T. Chang, H. Richmond, F. Staiti, E. Andrade, MS, CCLS, F. Waffarn, M.D., and P. Murata, M.D. UC Irvine
Objectives: Students will (1) demonstrate empathy and sensitivity to the needs of chronically ill children and families, (2) show increased understanding of development, chronic illness, and impact of illness, (3) have increased awareness of pediatrics, and (4) display professional behavior. Children and their families will gain support in understanding medical conditions
Methods: Three first-year medical students initiated a pilot program from January to June 2003 to foster understanding between medical students and chronically ill children and their families. The Department of Pediatrics and College of Medicine supported the program. Ten volunteer students and ten families participated. The children, 6-16 years of age, were of various ethnic/socioeconomic backgrounds. Each student interacted with his/her assigned child through monthly activities including home visits, clinic visits, and group activities. Students had group discussions and completed pre- and post-program surveys. Family representatives underwent post-program interviews.
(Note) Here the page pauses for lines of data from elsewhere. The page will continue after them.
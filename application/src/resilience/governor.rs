//! Concurrency admission control for remote-mode dispatch.
//!
//! Two bounded counters as counting semaphores: a global in-flight cap and a
//! per-caller cap. Admission acquires the global slot first, then the
//! per-caller slot, both with immediate-reject semantics — overload answers
//! "retry later" instead of queuing without bound. The returned permit
//! releases both slots exactly once when dropped, on every exit path
//! including cancellation.

use std::collections::HashMap;
use std::sync::{Arc, Mutex};

use thiserror::Error;
use tokio::sync::{OwnedSemaphorePermit, Semaphore};
use tracing::{debug, warn};

/// Immediate admission rejection.
#[derive(Error, Debug, Clone, PartialEq, Eq)]
pub enum AdmissionError {
    #[error("Global concurrency limit reached")]
    GlobalSaturated,

    #[error("Caller '{0}' has too many requests in flight")]
    CallerSaturated(String),
}

/// RAII admission slot: holds one global and one per-caller permit.
///
/// Dropping the permit is the release; there is no other release path, so
/// each counter is decremented exactly once regardless of success, error or
/// cancellation.
#[derive(Debug)]
pub struct AdmissionPermit {
    _global: OwnedSemaphorePermit,
    _caller: OwnedSemaphorePermit,
}

/// Admission controller shared by all remote-mode requests.
#[derive(Debug)]
pub struct ConcurrencyGovernor {
    global: Arc<Semaphore>,
    callers: Mutex<HashMap<String, Arc<Semaphore>>>,
    global_capacity: usize,
    per_caller_capacity: usize,
}

impl ConcurrencyGovernor {
    pub fn new(global_capacity: usize, per_caller_capacity: usize) -> Self {
        Self {
            global: Arc::new(Semaphore::new(global_capacity.max(1))),
            callers: Mutex::new(HashMap::new()),
            global_capacity: global_capacity.max(1),
            per_caller_capacity: per_caller_capacity.max(1),
        }
    }

    /// Try to admit one request for `caller_id`.
    ///
    /// Global first, then per-caller; if the per-caller slot is unavailable
    /// the already-acquired global permit is dropped on the error path, so a
    /// saturated caller cannot pin global capacity behind its own backlog.
    pub fn admit(&self, caller_id: &str) -> Result<AdmissionPermit, AdmissionError> {
        let global = self
            .global
            .clone()
            .try_acquire_owned()
            .map_err(|_| AdmissionError::GlobalSaturated)?;

        let caller_sem = self.caller_semaphore(caller_id);
        let caller = caller_sem.try_acquire_owned().map_err(|_| {
            debug!(caller = caller_id, "Per-caller cap reached");
            AdmissionError::CallerSaturated(caller_id.to_string())
        })?;

        let utilization = self.utilization();
        if utilization > 0.9 {
            warn!(
                in_flight = self.in_flight(),
                capacity = self.global_capacity,
                "Governor above 90% utilization"
            );
        }

        Ok(AdmissionPermit {
            _global: global,
            _caller: caller,
        })
    }

    /// Requests currently holding a global slot.
    pub fn in_flight(&self) -> usize {
        self.global_capacity - self.global.available_permits()
    }

    /// Fraction of global capacity in use (load monitor; does not affect
    /// admission decisions).
    pub fn utilization(&self) -> f64 {
        self.in_flight() as f64 / self.global_capacity as f64
    }

    fn caller_semaphore(&self, caller_id: &str) -> Arc<Semaphore> {
        let mut callers = self.callers.lock().unwrap_or_else(|e| e.into_inner());

        // Drop entries for callers with nothing in flight so the map stays
        // bounded by the set of active callers.
        let cap = self.per_caller_capacity;
        callers.retain(|_, sem| Arc::strong_count(sem) > 1 || sem.available_permits() < cap);

        callers
            .entry(caller_id.to_string())
            .or_insert_with(|| Arc::new(Semaphore::new(cap)))
            .clone()
    }
}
Results: All eight students surveyed reported learning about the effects of illness and a beneficial relationship with the child; 75% reported a greater commitment to pediatrics; 50% reported a beneficial relationship with the family. Difficulties included scheduling. All six family members interviewed endorsed the program with continued participation and said expectations were met or exceeded. All except one felt the child benefited.
Conclusions: This pilot program was validated by its results and had strong endorsement of participants. Students met the objectives, which are part of the COMSEP Curriculum. The second year of the program has expanded to 28 pairs of students and pediatric “pals”.